Não encontra nada para confessar. E não é por hipocrisia nem por ardil; pelo contrário, fala com o coração nas mãos. Mas não faz a menor ideia do que seja pecado. Crê não ter feito nada de mal. Quando muito, acusa-se por se ter impacientado contra a camarista, por esta ter sido desajeitada ao penteá-la. É uma página branca sobre a qual se inclina, sorrindo, o confessor, como sobre uma virgem imaculada.


E, para enquadrar devidamente aqueles dois, chamei a Adélia Prado com o seu ímpar Solte os Cachorros (já aqui a trouxe antes mas, porque me agrada muito, tem direito a encore). Um bocadinho apenas (pag 46):


Um minuto de estrondo à idade reencontrada. As taças para um brinde, porque hoje sou de novo uma mulher de sutiã grená, polindo os dentes sem pressa e desenhando a boca em coração. Basta, nem só eu respondo pela fome do mundo, e vou certificar-me: se ainda me olham duas vezes, se ainda intimido, se pelo que amo ainda faço a face dos homens abrandada e ansiosa. Enquanto dura a trégua, vou guerrear.

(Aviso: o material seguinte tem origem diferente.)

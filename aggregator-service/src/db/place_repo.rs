use crate::models::Place;
use sqlx::{Postgres, Transaction};

pub struct PlaceRepository;

impl PlaceRepository {
    /// Upsert a place by primary key. Copies `name, city, address,
    /// seats_pattern, changed_at` onto the existing row; inserts supply
    /// `created_at`.
    pub async fn upsert(tx: &mut Transaction<'_, Postgres>, place: &Place) -> sqlx::Result<()> {
        sqlx::query(
            r#"
            INSERT INTO places (id, name, city, address, seats_pattern, created_at, changed_at)
            VALUES ($1, $2, $3, $4, $5, $6, $7)
            ON CONFLICT (id) DO UPDATE SET
                name = EXCLUDED.name,
                city = EXCLUDED.city,
                address = EXCLUDED.address,
                seats_pattern = EXCLUDED.seats_pattern,
                changed_at = EXCLUDED.changed_at
            "#,
        )
        .bind(place.id)
        .bind(&place.name)
        .bind(&place.city)
        .bind(&place.address)
        .bind(&place.seats_pattern)
        .bind(place.created_at)
        .bind(place.changed_at)
        .execute(&mut **tx)
        .await?;

        Ok(())
    }
}
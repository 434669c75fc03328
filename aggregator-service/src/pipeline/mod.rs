/// Orchestrated ticket registration/cancellation use cases.
pub mod cancel;
pub mod create;

pub use cancel::cancel_ticket;
pub use create::create_ticket;
use crate::provider::ProviderClient;
use crate::sync::{engine::SyncOutcome, SyncEngine};
use sqlx::PgPool;
use std::sync::Arc;
use std::time::Duration;
use tracing::{error, info};

/// Triggers a full sync run on a fixed interval (default daily).
pub struct SyncScheduler {
    pool: PgPool,
    client: Arc<ProviderClient>,
    interval: Duration,
}

impl SyncScheduler {
    pub fn new(pool: PgPool, client: Arc<ProviderClient>, interval: Duration) -> Self {
        Self {
            pool,
            client,
            interval,
        }
    }

    pub async fn run(self) {
        info!(interval_secs = self.interval.as_secs(), "sync scheduler starting");

        loop {
            tokio::time::sleep(self.interval).await;

            let engine = SyncEngine::new(&self.pool, &self.client);
            match engine.run(None).await {
                Ok(SyncOutcome::Completed { events_upserted }) => {
                    info!(events_upserted, "scheduled sync completed");
                }
                Ok(SyncOutcome::Skipped) => {
                    info!("scheduled sync skipped, lock already held");
                }
                Err(e) => {
                    error!(error = ?e, "scheduled sync failed");
                }
            }
        }
    }
}

#[cfg(test)]
mod tests {
    use super::*;

    #[test]
    fn default_interval_is_daily() {
        assert_eq!(Duration::from_secs(86_400).as_secs(), 86_400);
    }
}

E, porque never mind the gap,  não podia faltar Pina Bausch. Vem pela mão de Claudia Galhós (pag 206) e vem dançar para quem goste da vida inteira.


Tão vivas as emoções que se permitiam surgir ardentes em cena, viscerais, violentas, sedutoras, esmagadoras. E tudo isso pareceu ruidoso num mundo amordaçado, silenciado pelo assassínio em massa, pela devastação da vida humana, pelo medo de se exprimir.
As emoções escondiam-se, por entre os lençóis, à noite, para não acordar o vizinho e não denunciar a existência de um coração pulsante. A vida escondia-se muito lá no fundo e, quando a dança acontecia, as pessoas queriam esquecer. Esquecer tudo. Principalmente a vida lá fora. Com Pina Bausch isso não foi mais possível.


Não esqueçamos, pois




Apetecia-me ainda juntar a estima de Valdemar Cruz pelo Poeta Cansado, António Ramos Rosa, mas já não consigo, são duas da manhã e daqui a nada tenho que estar a pé. Por este motivo não vou conseguir reler este texto que me saíu outra vez longo demais pelo que vos peço que relevem trapalhadas, vírgulas voadoras, letras trocadas, coisas do género. Ainda por cima isto hoje está de uma lentidão horrorosa, ou é o computador ou é a internet, não faço ideia, eu escrevo uma coisa e o cursor ainda está lá para trás, depois reescrevo e aparecem-me as coisas escritas duas vezes, depois volto atrás para apagar e nunca mais lá chego. Um desespero.

*

Relembro que, se descerem um pouco mais, poderão ler um artigo imprescindível de José Vítor Malheiros e excertos premonitórios de Natália Correia.

*

Desejo-vos, meus Caros Leitores, uma bela terça feira!